Collected data entries:

◇ ◇ ◇ ◇ ◇

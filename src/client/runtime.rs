//! Connection runtime: registries, deframer and observer routing over one
//! transport handle.

use std::{
    fmt,
    sync::{Arc, Mutex, MutexGuard, PoisonError},
};

use bytes::Bytes;
use serde_json::Value;
use tracing::{debug, trace, warn};

use super::{ClientError, Observers};
use crate::{
    codec::{FrameDecoder, InboundFrame, MqttPacketDecoder},
    config::{ClientMode, ConnectionConfig},
    correlation::ClientToken,
    deframer::StreamDeframer,
    message::QoS,
    metrics,
    service::{BrokerError, Completion, Grant, Service, ServiceEvent},
    session::{RegisterOptions, Registration, ThingSessionRegistry},
    subscription::{SubscribeOptions, SubscriptionRegistry},
};

/// A [`Connection`] shared between the event pump and application tasks.
///
/// The lock is never held across an `.await`.
pub type SharedConnection<S, D = MqttPacketDecoder> = Arc<Mutex<Connection<S, D>>>;

/// Lock `shared`, recovering the guard if a previous holder panicked.
///
/// Connection state stays consistent across an observer panic because every
/// mutation completes before observers run.
pub fn lock<S, D>(shared: &SharedConnection<S, D>) -> MutexGuard<'_, Connection<S, D>>
where
    D: FrameDecoder,
{
    shared.lock().unwrap_or_else(PoisonError::into_inner)
}

/// Client-side runtime for one broker connection.
///
/// Owns the subscription and thing registries and the inbound deframer, and
/// routes every [`ServiceEvent`] to the configured [`Observers`]. Created by
/// [`ConnectionBuilder::build`].
///
/// # Examples
///
/// ```ignore
/// use thingwire::{
///     client::{ConnectionBuilder, Observers},
///     service::ServiceEvent,
///     test_helpers::RecordingService,
/// };
///
/// let mut connection = ConnectionBuilder::new()
///     .with_observers(Observers::new().on_message(|topic, text| println!("{topic}: {text}")))
///     .build(RecordingService::new());
/// connection.subscribe(["sensors/temp"], None);
/// connection.dispatch(ServiceEvent::Message {
///     topic: "sensors/temp".into(),
///     payload: "21.5".into(),
/// });
/// ```
pub struct Connection<S, D = MqttPacketDecoder>
where
    D: FrameDecoder,
{
    pub(crate) service: S,
    pub(crate) config: ConnectionConfig,
    pub(crate) observers: Arc<Observers>,
    pub(crate) subscriptions: SubscriptionRegistry,
    pub(crate) things: ThingSessionRegistry,
    pub(crate) deframer: StreamDeframer<D>,
}

impl<S, D> fmt::Debug for Connection<S, D>
where
    D: FrameDecoder,
{
    fn fmt(&self, f: &mut fmt::Formatter<'_>) -> fmt::Result {
        f.debug_struct("Connection")
            .field("mode", &self.things.mode())
            .field("subscriptions", &self.subscriptions.len())
            .field("things", &self.things.len())
            .field("residual", &self.deframer.residual_len())
            .finish_non_exhaustive()
    }
}

impl<S, D> Connection<S, D>
where
    S: Service,
    D: FrameDecoder,
    D::Frame: InboundFrame,
{
    /// Subscribe to each topic not already subscribed.
    ///
    /// Granted levels reach the subscription observer; rejections reach the
    /// error observer and leave the entry in place. Returns the topics for
    /// which a request was issued.
    pub fn subscribe<I, T>(&mut self, topics: I, options: Option<SubscribeOptions>) -> Vec<String>
    where
        I: IntoIterator<Item = T>,
        T: Into<String>,
    {
        let observers = &self.observers;
        self.subscriptions
            .subscribe(&mut self.service, topics, options, |_| {
                subscription_completion(Arc::clone(observers))
            })
    }

    /// Remove the subscription to `topic`.
    ///
    /// Returns `false` when `topic` was not subscribed.
    pub fn unsubscribe(&mut self, topic: &str) -> bool {
        self.subscriptions.unsubscribe(&mut self.service, topic)
    }

    /// Publish `payload` on `topic`.
    ///
    /// # Errors
    ///
    /// Returns [`ClientError::Broker`] when the transport cannot queue the
    /// request.
    pub fn publish(
        &mut self,
        topic: &str,
        payload: impl Into<Bytes>,
        qos: QoS,
    ) -> Result<(), ClientError> {
        self.service
            .publish(topic, payload.into(), qos)
            .map_err(ClientError::from)
    }

    /// Register the shadow session of `thing` once.
    ///
    /// The thing-connected observer fires when the transport confirms the
    /// registration, or immediately for a repeat registration under
    /// [`DuplicateRegistration::Renotify`](crate::session::DuplicateRegistration::Renotify).
    pub fn add_thing(&mut self, thing: &str, options: Option<RegisterOptions>) -> Registration {
        let done = registration_completion(Arc::clone(&self.observers), thing.to_owned());
        let outcome = self.things.add_thing(&mut self.service, thing, options, done);
        if outcome == Registration::Renotify {
            self.observers.thing_connected(thing);
        }
        outcome
    }

    /// Request the shadow document of `thing`.
    pub fn get(&mut self, thing: &str) -> Option<ClientToken> {
        self.things.get(&mut self.service, thing)
    }

    /// Request a shadow update of `thing`.
    pub fn update(&mut self, thing: &str, state: &Value) -> Option<ClientToken> {
        self.things.update(&mut self.service, thing, state)
    }

    /// Tear down the shadow session of `thing`.
    pub fn unregister(&mut self, thing: &str) -> bool {
        self.things.unregister(&mut self.service, thing)
    }

    /// Delete the shadow document of `thing` and forget its session.
    pub fn delete(&mut self, thing: &str) -> Option<ClientToken> {
        self.things.delete(&mut self.service, thing)
    }

    /// Route one transport event.
    ///
    /// A [`ServiceEvent::Close`] clears both registries and the deframer
    /// before the close observer runs.
    pub fn dispatch(&mut self, event: ServiceEvent) {
        metrics::inc_events(event.kind());
        trace!(event = event.kind(), "dispatching service event");
        match event {
            ServiceEvent::Connect => self.observers.connected(),
            ServiceEvent::Reconnect => self.observers.reconnecting(),
            ServiceEvent::Close => {
                self.teardown();
                self.observers.closed();
            }
            ServiceEvent::Offline => self.observers.offline(),
            ServiceEvent::Timeout { thing, token } => self.observers.timed_out(&thing, &token),
            ServiceEvent::Error { reason } => {
                self.observers.error(&ClientError::transport(reason));
            }
            ServiceEvent::Delta { thing, state } => self.observers.delta(&thing, &state),
            ServiceEvent::Status {
                thing,
                status,
                token,
                state,
            } => self.observers.status(&thing, status, &token, &state),
            ServiceEvent::Message { topic, payload } => {
                self.observers
                    .message(&topic, &String::from_utf8_lossy(&payload));
            }
            ServiceEvent::Chunk(bytes) => self.ingest(&bytes),
        }
    }

    /// Deframe one raw chunk and deliver every message it completes.
    ///
    /// Control packets are skipped. A decode fault reaches the error
    /// observer after the messages decoded ahead of it.
    pub fn ingest(&mut self, chunk: &[u8]) {
        let (frames, fault) = self.deframer.ingest(chunk).into_parts();
        for frame in frames {
            let kind = frame.kind();
            match frame.into_message() {
                Some(message) => self.observers.message(message.topic(), &message.payload_text()),
                None => trace!(kind, "skipping control packet"),
            }
        }
        if let Some(fault) = fault {
            self.observers.error(&ClientError::Decode(fault));
        }
    }

    fn teardown(&mut self) {
        let topics = self.subscriptions.clear();
        let things = self.things.on_close(&mut self.service);
        self.deframer.reset();
        debug!(topics, things, "connection closed, session state cleared");
    }
}

impl<S, D> Connection<S, D>
where
    D: FrameDecoder,
{
    /// Transport handle.
    pub fn service(&self) -> &S { &self.service }

    /// Mutable transport handle.
    ///
    /// Requests issued directly bypass the registries.
    pub fn service_mut(&mut self) -> &mut S { &mut self.service }

    /// Effective configuration.
    #[must_use]
    pub fn config(&self) -> &ConnectionConfig { &self.config }

    /// Device or shadow mode.
    #[must_use]
    pub fn mode(&self) -> ClientMode { self.things.mode() }

    /// Observer table shared with request completions.
    #[must_use]
    pub fn observers(&self) -> &Arc<Observers> { &self.observers }

    /// Active subscriptions.
    #[must_use]
    pub fn subscriptions(&self) -> &SubscriptionRegistry { &self.subscriptions }

    /// Registered things.
    #[must_use]
    pub fn things(&self) -> &ThingSessionRegistry { &self.things }

    /// Whether `topic` is subscribed.
    #[must_use]
    pub fn is_subscribed(&self, topic: &str) -> bool { self.subscriptions.contains(topic) }

    /// Whether `thing` is registered.
    #[must_use]
    pub fn is_registered(&self, thing: &str) -> bool { self.things.contains(thing) }

    /// Bytes waiting in the deframer for a frame to complete.
    #[must_use]
    pub fn residual_len(&self) -> usize { self.deframer.residual_len() }

    /// Wrap the connection for sharing with an event pump.
    #[must_use]
    pub fn into_shared(self) -> SharedConnection<S, D> { Arc::new(Mutex::new(self)) }
}

fn subscription_completion(observers: Arc<Observers>) -> Completion<Vec<Grant>> {
    Box::new(move |result: Result<Vec<Grant>, BrokerError>| match result {
        Ok(granted) => observers.subscription(&granted),
        Err(error) => {
            warn!(%error, "subscription failed");
            observers.error(&ClientError::Broker(error));
        }
    })
}

fn registration_completion(observers: Arc<Observers>, thing: String) -> Completion<()> {
    Box::new(move |result: Result<(), BrokerError>| match result {
        Ok(()) => {
            debug!(%thing, "thing registered");
            observers.thing_connected(&thing);
        }
        Err(error) => {
            warn!(%thing, %error, "thing registration failed");
            observers.error(&ClientError::Broker(error));
        }
    })
}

◇ ◇ ◇ ◇ ◇

__Task to complete__
From the entries above, copy each line holding "StreamDeframer".

__Result of this exercise__
    deframer::StreamDeframer,
    pub(crate) deframer: StreamDeframer<D>,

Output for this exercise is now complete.